** Brief **
Each line of the records below that holds "String" should be copied out.

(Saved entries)
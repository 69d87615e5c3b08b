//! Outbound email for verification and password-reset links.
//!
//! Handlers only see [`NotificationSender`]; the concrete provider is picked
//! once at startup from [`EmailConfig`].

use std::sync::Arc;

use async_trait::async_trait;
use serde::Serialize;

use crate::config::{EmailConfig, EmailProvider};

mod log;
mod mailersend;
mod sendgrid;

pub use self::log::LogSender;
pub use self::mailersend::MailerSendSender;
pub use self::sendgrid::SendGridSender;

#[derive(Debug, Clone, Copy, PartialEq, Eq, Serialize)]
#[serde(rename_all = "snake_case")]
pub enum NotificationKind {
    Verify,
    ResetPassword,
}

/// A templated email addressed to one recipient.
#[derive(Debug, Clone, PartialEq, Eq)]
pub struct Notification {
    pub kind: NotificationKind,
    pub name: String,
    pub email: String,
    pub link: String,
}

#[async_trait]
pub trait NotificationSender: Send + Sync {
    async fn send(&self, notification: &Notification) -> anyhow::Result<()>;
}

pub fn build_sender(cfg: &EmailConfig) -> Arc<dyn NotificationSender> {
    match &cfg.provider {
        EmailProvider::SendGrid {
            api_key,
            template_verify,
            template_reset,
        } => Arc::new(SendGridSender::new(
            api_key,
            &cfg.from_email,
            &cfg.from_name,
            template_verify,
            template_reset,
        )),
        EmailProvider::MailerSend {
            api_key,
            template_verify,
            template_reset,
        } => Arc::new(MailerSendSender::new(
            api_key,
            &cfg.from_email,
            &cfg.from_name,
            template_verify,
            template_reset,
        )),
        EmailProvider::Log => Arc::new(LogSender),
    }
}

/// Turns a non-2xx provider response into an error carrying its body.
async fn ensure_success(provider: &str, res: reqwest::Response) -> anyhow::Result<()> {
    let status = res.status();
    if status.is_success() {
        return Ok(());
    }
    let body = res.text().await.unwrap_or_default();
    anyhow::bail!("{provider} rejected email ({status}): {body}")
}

** Completed exercise **
    pub name: String,
    pub email: String,
    pub link: String,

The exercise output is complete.